The parallels between automobiles and animals in the book’s first story gain further resonance in the third, which includes another car trip, this time undertaken in the early 1980s by a Canadian named Peter Tovy. Stricken by the death of his wife, Peter makes the trip along with a chimpanzee named Odo, whom he has purchased from a research facility in Oklahoma. The two drive across America on their way to Portugal, where they end up living in the same village at which Tomás eventually arrived in the first story. In Peter and Odo’s narrative, the automobile is not the star of the show. Rather, Martel expertly delineates the tender, complex relationship between the man and the chimp.
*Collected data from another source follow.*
//! Benchmark report type.
//!
//! A [`BenchmarkReport`] bundles every turn result of one run with the
//! per-model summaries derived from them. It is the unit written to
//! `results.json` and rendered into `summary.md`.

use crate::summary::{summarize, ModelSummary};
use chrono::{DateTime, Utc};
use llm_perfbench_core::TestResult;
use serde::{Deserialize, Serialize};

/// Complete record of one benchmark run.
#[derive(Debug, Clone, Serialize, Deserialize)]
pub struct BenchmarkReport {
    /// When the first request was issued.
    pub started_at: DateTime<Utc>,
    /// When the last turn finished.
    pub finished_at: DateTime<Utc>,
    /// Every turn result, in execution order.
    pub results: Vec<TestResult>,
    /// Per-model summaries, in order of first appearance.
    pub summaries: Vec<ModelSummary>,
}

impl BenchmarkReport {
    /// Build a report finishing now.
    pub fn new(started_at: DateTime<Utc>, results: Vec<TestResult>) -> Self {
        let summaries = summarize(&results);
        Self {
            started_at,
            finished_at: Utc::now(),
            results,
            summaries,
        }
    }

    /// Number of turns whose inference request succeeded.
    pub fn successful_tests(&self) -> usize {
        self.results.iter().filter(|r| r.success()).count()
    }
}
This focus might strike readers as rather familiar, insofar as a spate of recent novels, from Kenneth Oppel’s Half Brother and Benjamin Hale’s The Evolution of Bruno Littlemore to Colin McAdam’s A Beautiful Truth and Karen Joy Fowler’s We Are All Completely Beside Ourselves, have similarly dealt with human-chimp relations. But the greater sense of narrative reprisal arises with respect to Martel’s novel Life of Pi. That’s especially true of the final scene in The High Mountains of Portugal, as Peter, alone outdoors with Odo, dies of cardiac arrest. (An earlier, pointed reference to Peter’s heart condition means it’s not exactly a spoiler to mention this turn of events.) Odo stays with the body for half an hour but then abandons it without any apparent regret. His departure strongly recalls the moment in Life of Pi when, after Pi has spent months at sea aboard a lifeboat with a tiger, they reach land and the beast departs the vessel with nary a backward glance, never to be seen again. Odo’s departure from Peter’s body similarly underscores Martel’s refusal to anthropomorphize and sentimentalize animals. For all Odo’s intelligence and emotional life, he remains a chimp and, thus, freer than a mourning human to move on from the past.
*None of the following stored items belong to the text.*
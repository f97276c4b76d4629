// Copyright 2025 LLM Perfbench Contributors
// SPDX-License-Identifier: Apache-2.0

//! Error types shared by the LLM Perfbench crates.

use thiserror::Error;

/// Errors raised while preparing a benchmark run.
///
/// Per-turn failures (network errors, interpreter timeouts, ...) are never
/// reported through this type; they are recorded on the test result instead.
#[derive(Debug, Error)]
pub enum Error {
    /// Configuration could not be loaded or failed validation
    #[error("Configuration error: {0}")]
    Config(String),
}

impl Error {
    /// Create a configuration error.
    pub fn config(msg: impl Into<String>) -> Self {
        Self::Config(msg.into())
    }
}

impl From<config::ConfigError> for Error {
    fn from(err: config::ConfigError) -> Self {
        Error::Config(err.to_string())
    }
}

/// Result type for core operations.
pub type Result<T> = std::result::Result<T, Error>;
// Copyright 2025 LLM Perfbench Contributors
// SPDX-License-Identifier: Apache-2.0

//! Adapters between LLM Perfbench and the outside world.
//!
//! - [`openai`] - OpenAI-compatible chat completions client with timing
//! - [`memory`] - system memory sampling behind the [`MemoryProbe`] trait
//! - [`code`] - fenced code block extraction and interpreter execution
//!
//! # Example
//!
//! ```no_run
//! use llm_perfbench_adapters::{InferenceClient, SystemMemoryProbe};
//! use llm_perfbench_core::{BenchLog, ConversationHistory, TargetConfig};
//!
//! # async fn demo() -> Result<(), Box<dyn std::error::Error>> {
//! let client = InferenceClient::new(None)?;
//! let target = TargetConfig::new("http://localhost:11434/v1/chat/completions", "qwen3:30b-a3b-q8_0");
//! let mut probe = SystemMemoryProbe::new();
//! let mut log = BenchLog::open_append("performance_test.log")?;
//!
//! let outcome = client
//!     .chat(&target, &ConversationHistory::single("Say hi"), 5000, &mut probe, &mut log)
//!     .await;
//! println!("success: {}", outcome.is_success());
//! # Ok(())
//! # }
//! ```

#![warn(missing_docs, rust_2018_idioms)]
#![deny(unsafe_code)]

pub mod code;
pub mod memory;
pub mod openai;

pub use code::{extract_code_blocks, sanitize_identifier, CodeBlockExtractor, CodeExecutor};
pub use memory::{MemoryProbe, StaticMemoryProbe, SystemMemoryProbe};
pub use openai::{InferenceClient, InferenceClientError};
// Copyright 2025 LLM Perfbench Contributors
// SPDX-License-Identifier: Apache-2.0

//! Chat messages and conversation history.
//!
//! A [`ConversationHistory`] is owned by the multi-turn loop of a single
//! target. The user prompt is pushed before a request is issued and the
//! assistant reply is pushed before the next request, so the history sent on
//! every turn is the full exchange so far.

use serde::{Deserialize, Serialize};

/// Author of a chat message.
#[derive(Debug, Clone, Copy, PartialEq, Eq, Serialize, Deserialize)]
#[serde(rename_all = "lowercase")]
pub enum Role {
    /// Message written by the benchmark
    User,
    /// Message returned by the model
    Assistant,
}

impl std::fmt::Display for Role {
    fn fmt(&self, f: &mut std::fmt::Formatter<'_>) -> std::fmt::Result {
        match self {
            Role::User => write!(f, "user"),
            Role::Assistant => write!(f, "assistant"),
        }
    }
}

/// A single role-tagged chat message.
#[derive(Debug, Clone, PartialEq, Eq, Serialize, Deserialize)]
pub struct ChatMessage {
    /// Message author
    pub role: Role,
    /// Message text
    pub content: String,
}

impl ChatMessage {
    /// Create a user message.
    pub fn user(content: impl Into<String>) -> Self {
        Self {
            role: Role::User,
            content: content.into(),
        }
    }

    /// Create an assistant message.
    pub fn assistant(content: impl Into<String>) -> Self {
        Self {
            role: Role::Assistant,
            content: content.into(),
        }
    }
}

/// Ordered conversation history for one multi-turn run.
#[derive(Debug, Clone, Default, PartialEq, Eq, Serialize, Deserialize)]
#[serde(transparent)]
pub struct ConversationHistory {
    messages: Vec<ChatMessage>,
}

impl ConversationHistory {
    /// Create an empty history.
    pub fn new() -> Self {
        Self::default()
    }

    /// Create a history holding a single user prompt.
    pub fn single(prompt: impl Into<String>) -> Self {
        let mut history = Self::new();
        history.push_user(prompt);
        history
    }

    /// Append a user prompt.
    pub fn push_user(&mut self, content: impl Into<String>) {
        self.messages.push(ChatMessage::user(content));
    }

    /// Append an assistant reply.
    ///
    /// Empty replies are not recorded; returns whether the reply was appended.
    pub fn push_assistant(&mut self, content: impl Into<String>) -> bool {
        let content = content.into();
        if content.is_empty() {
            return false;
        }
        self.messages.push(ChatMessage::assistant(content));
        true
    }

    /// Messages in the order they were exchanged.
    pub fn messages(&self) -> &[ChatMessage] {
        &self.messages
    }

    /// Number of messages.
    pub fn len(&self) -> usize {
        self.messages.len()
    }

    /// Whether the history is empty.
    pub fn is_empty(&self) -> bool {
        self.messages.is_empty()
    }

    /// The most recent message, if any.
    pub fn last(&self) -> Option<&ChatMessage> {
        self.messages.last()
    }
}
//! Errors raised while setting up a benchmark run.

use llm_perfbench_adapters::InferenceClientError;
use thiserror::Error;

/// Errors that prevent a benchmark from starting.
///
/// Once a run has started nothing is fatal: failures are recorded on the
/// individual test results.
#[derive(Debug, Error)]
pub enum BenchmarkError {
    /// Invalid configuration
    #[error(transparent)]
    Core(#[from] llm_perfbench_core::Error),

    /// The HTTP client could not be created
    #[error(transparent)]
    Client(#[from] InferenceClientError),
}

/// Result type for benchmark setup.
pub type Result<T> = std::result::Result<T, BenchmarkError>;
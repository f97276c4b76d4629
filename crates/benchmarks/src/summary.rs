//! Per-model aggregation of turn results.

use llm_perfbench_core::TestResult;
use serde::{Deserialize, Serialize};

/// Inference time of one step, `None` when the step failed.
#[derive(Debug, Clone, PartialEq, Serialize, Deserialize)]
pub struct StepTiming {
    /// Step label ("Single-turn", "Multi-turn Turn 1", ...)
    pub label: String,
    /// Inference duration in seconds
    pub inference_secs: Option<f64>,
}

/// Running totals for one model.
#[derive(Debug, Clone, PartialEq, Serialize, Deserialize)]
pub struct ModelSummary {
    /// Model identifier
    pub model: String,
    /// Endpoint of the first result seen for this model
    pub endpoint: String,
    /// Turns attempted
    pub total_tests: usize,
    /// Turns whose inference request succeeded
    pub successful_tests: usize,
    /// Sum of inference seconds over successful turns
    pub total_inference_secs: f64,
    /// Sum of token speeds over successful turns
    pub total_token_speed: f64,
    /// Steps in turn order
    pub steps: Vec<StepTiming>,
}

impl ModelSummary {
    /// Create an empty summary.
    pub fn new(model: impl Into<String>, endpoint: impl Into<String>) -> Self {
        Self {
            model: model.into(),
            endpoint: endpoint.into(),
            total_tests: 0,
            successful_tests: 0,
            total_inference_secs: 0.0,
            total_token_speed: 0.0,
            steps: Vec::new(),
        }
    }

    /// Fold one result into the totals.
    pub fn record(&mut self, result: &TestResult) {
        self.total_tests += 1;
        if let Some(completion) = result.inference.completion() {
            self.successful_tests += 1;
            self.total_inference_secs += completion.metrics.elapsed_secs;
            self.total_token_speed += completion.metrics.token_speed;
        }
        self.steps.push(StepTiming {
            label: result.kind.label(),
            inference_secs: result.inference_secs(),
        });
    }

    /// Mean inference time over successful turns, `None` without any.
    pub fn avg_inference_secs(&self) -> Option<f64> {
        self.mean(self.total_inference_secs)
    }

    /// Mean token speed over successful turns, `None` without any.
    pub fn avg_token_speed(&self) -> Option<f64> {
        self.mean(self.total_token_speed)
    }

    fn mean(&self, total: f64) -> Option<f64> {
        if self.successful_tests == 0 {
            None
        } else {
            Some(total / self.successful_tests as f64)
        }
    }
}

/// Group results by model, in order of first appearance.
pub fn summarize(results: &[TestResult]) -> Vec<ModelSummary> {
    let mut summaries: Vec<ModelSummary> = Vec::new();
    for result in results {
        let index = match summaries.iter().position(|s| s.model == result.model) {
            Some(index) => index,
            None => {
                summaries.push(ModelSummary::new(&result.model, &result.endpoint));
                summaries.len() - 1
            }
        };
        summaries[index].record(result);
    }
    summaries
}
If The High Mountains of Portugal were constituted solely by its first and third stories, it would be a highly satisfying book, but Martel complicates things by including the second story, too. In this tale, a Portuguese pathologist in the late 1930s has a pair of strange encounters. The first is with a phantasmal version of his late wife, who lectures him about the meaning of Jesus’ emphasis on parables, and then about her theory that Agatha Christie’s mystery novels closely echo the New Testament. The implication—namely, that we should likewise read The High Mountains of Portugal as allegorical fiction with spiritual import—is one that most readers will likely find superfluous given the book’s religious inflections elsewhere. Moreover, the wife’s speech has every appearance of being an essay on literary and Biblical criticism inelegantly shoehorned into fiction. As for the pathologist’s second encounter, it involves him undertaking a bizarre autopsy that steers the story further from realism, such that the wife’s earlier lecture on the significance of parables comes to stand as a form of anticipatory self-justification on Martel’s part. Taken as a whole, the second story in The High Mountains of Portugal asserts the importance of suspending disbelief and of writers’ prerogative to eschew realism’s strictures. These assertions are valid enough, but the reader might feel they’re unnecessary, too similar to the moves made by lesser authors who gussy up their inadequacies by insisting, in one way or another, that it’s all just a dream. Of course it’s a dream; it’s fiction. And what marvellous fiction Martel can write.